Imperial Chemical Industries Ltd v Shatwell [1965] AC 656
Employer liability for an employee’s personal injury and the defence of volenti non fit injuria.
Facts
Two brothers who were qualified shot-firers sustained injuries at their employer’s quarries. The employees had been short of wire to test a circuit for firing explosives from a sheltered distance. The brothers disobeyed their employer’s instructions and mandatory regulations and tested the electric circuit with the insufficient wiring, causing them to sustain injuries.
Issues
The causal connection between the employees’ negligence, for which the employer would be vicariously liable, and the injuries sustained was established. The question arose as to whether the employer could rely on the defence of volenti non fit injuria as the brothers in neglect of express instructions and mandatory precautions, with knowledge of the associated risks.
Decision/Outcome
The Court held that an employer is able to rely on volenti non fit injuria as a complete defence to vicarious liability when the employees act in deliberate neglect of the employer’s instructions and in knowledge of the associated risks. On the facts of the case, although the employee may be vicariously liable for their employees’ negligence, the two brothers had contributed to their own injuries by acting in deliberate neglect of the employer’s instructions and statutory regulations. Particularly, the employer had been in full compliance with applicable statutory duties and ensured that all employees were aware of the relevant regulations. Thus, the defence of volenti non fit injuria was held to apply and the employer is not vicariously liable for the injuries.
Updated 19 March 2026
This case summary accurately reflects the decision in Imperial Chemical Industries Ltd v Shatwell [1965] AC 656. The legal principles described — that an employer may rely on volenti non fit injuria as a complete defence to vicarious liability where employees deliberately disregard both employer instructions and statutory regulations with full knowledge of the risks — remain good law.
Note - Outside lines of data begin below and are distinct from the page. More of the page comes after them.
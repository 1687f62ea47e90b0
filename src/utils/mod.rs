use reqwest::header::{HeaderName, HeaderValue};

/// Parses a `Key: Value` header line.
pub fn parse_header(raw: &str) -> Result<(HeaderName, HeaderValue), String> {
    let (name, value) = raw
        .split_once(':')
        .ok_or_else(|| "expected format 'Key: Value'".to_string())?;
    let name = name.trim();
    if name.is_empty() {
        return Err("header name is empty".to_string());
    }
    let name = HeaderName::from_bytes(name.as_bytes())
        .map_err(|_| format!("invalid header name '{name}'"))?;
    let value = HeaderValue::from_str(value.trim())
        .map_err(|_| "invalid header value".to_string())?;
    Ok((name, value))
}

pub fn parse_positive(value: usize, what: &str) -> Result<usize, String> {
    if value == 0 {
        return Err(format!("invalid {what}, expected positive integer"));
    }
    Ok(value)
}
There have been no subsequent statutory changes or leading appellate decisions that have overturned or materially qualified this principle in the context of employer liability and the volenti defence. Readers should note, however, that the defence of volenti non fit injuria is applied very narrowly in employment contexts, and that in many modern cases the courts favour contributory negligence under the Law Reform (Contributory Negligence) Act 1945 as a partial rather than complete defence. The article also contains a minor but potentially confusing drafting error in the Decision section, which states ‘the employee may be vicariously liable for their employees’ negligence’ — this should read ‘the employer may be vicariously liable.’ This does not affect the accuracy of the legal principles described but may cause confusion for student readers.